Powiązane: How medical research has failed women

Mój lekarz zapisał mnie również na cotygodniową terapię poznawczo-behawioralną. Przez kilka następnych miesięcy moja grupa, złożona głównie z osób cierpiących na depresję kliniczną, korzystała z zeszytów ćwiczeń, rozmów przy okrągłym stole i innych ćwiczeń, aby dowiedzieć się, jak uzdrowić i przekwalifikować nasze umysły, by myślały bardziej pozytywnie i produktywnie.

Gdy uzyskałam zgodę na wprowadzenie stymulujących zadań, zaczęłam malować, ponieważ nie bolała mnie od tego głowa ani oczy. Robiłem długie, szczere listy wdzięczności. Słuchałam muzyki, czytałam przez krótkie okresy czasu i chodziłam na spacery. Kiedy moje ciało się zagoiło i bóle głowy zmniejszyły się, mogłam ćwiczyć, co bardzo poprawiło mój nastrój.
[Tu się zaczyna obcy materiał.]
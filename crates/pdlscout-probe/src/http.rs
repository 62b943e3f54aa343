// SPDX-License-Identifier: PMPL-1.0-or-later
// Copyright (c) 2026 Jonathan D.A. Jewell (hyperpolymath) <jonathan.jewell@open.ac.uk>
//
// HTTP fingerprinting probe: the `<title>` of a printer's embedded web
// server usually carries its model name.

use std::time::Duration;

use async_trait::async_trait;
use once_cell::sync::Lazy;
use regex::bytes::Regex;
use tracing::{debug, instrument};

use pdlscout_core::types::{Fingerprint, ProbeResult, Protocol};

use crate::probe::{
    Probe, authority, insecure_client, read_body, require_success, transport_error,
};

/// Only the head of the page is read; the title is always near the top and
/// some embedded web UIs serve megabytes of inline script.
pub const TITLE_SCAN_BYTES: usize = 5000;

/// First `<title>` element, keeping only characters that plausibly belong to
/// a model name. Capture stops at the first character outside the class.
static TITLE_PATTERN: Lazy<Regex> = Lazy::new(|| {
    Regex::new(r"(?ims-u)<title[^>]*>\s*([a-zA-Z0-9 ._/-]+).*?</title>")
        .expect("valid title pattern")
});

/// Probe that fetches `/` from the device's web interface.
#[derive(Debug, Clone)]
pub struct HttpProbe {
    port: u16,
    timeout: Duration,
}

impl HttpProbe {
    pub fn new(port: u16, timeout: Duration) -> Self {
        Self { port, timeout }
    }

    fn url(&self, host: &str) -> String {
        if self.port == 80 {
            format!("http://{}/", authority(host, self.port).trim_end_matches(":80"))
        } else {
            format!("http://{}/", authority(host, self.port))
        }
    }
}

#[async_trait]
impl Probe for HttpProbe {
    fn protocol(&self) -> Protocol {
        Protocol::Http
    }

    #[instrument(skip(self), fields(port = self.port))]
    async fn probe(&self, host: &str) -> ProbeResult {
        let client = insecure_client(self.timeout)?;
        let response = client
            .get(self.url(host))
            .send()
            .await
            .map_err(transport_error)?;

        debug!(status = %response.status(), "web interface answered");
        let response = require_success(response)?;
        let head = read_body(response, Some(TITLE_SCAN_BYTES)).await?;
        let title = extract_title(&head).unwrap_or_default();
        Ok(Fingerprint::new(title, ""))
    }
}

/// Extract the usable part of the first HTML title, if any.
pub fn extract_title(html: &[u8]) -> Option<String> {
    let caps = TITLE_PATTERN.captures(html)?;
    let title = String::from_utf8_lossy(caps.get(1)?.as_bytes())
        .trim()
        .to_string();
    (!title.is_empty()).then_some(title)
}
W końcu mogłem też znowu pisać, chociaż nadal mam problemy z przywoływaniem słów i pamięcią.

Cztery lata po wstrząśnieniu mózgu praca nad moim zdrowiem psychicznym stała się rutyną. Nie mam już klinicznej depresji, ale zamglone myśli, niepokój i problemy z pamięcią wciąż pojawiają się i znikają. Czasami te rzeczy mnie denerwują, ale nauczyłem się być cierpliwy i życzliwy wobec siebie, a wdzięczność zawsze przeważa nad frustracją.

Więcej:
Jak to jest żyć z przewlekłym rakiem
Spędziłem 20 lat, ukrywając swoją depresję – teraz jestem gotowy do rozmowy
4 główne zagrożenia dla zdrowia związane z telefonami komórkowymi i jak ich unikać

Reklama

.

admin

Dodaj komentarz

Twój adres e-mail nie zostanie opublikowany.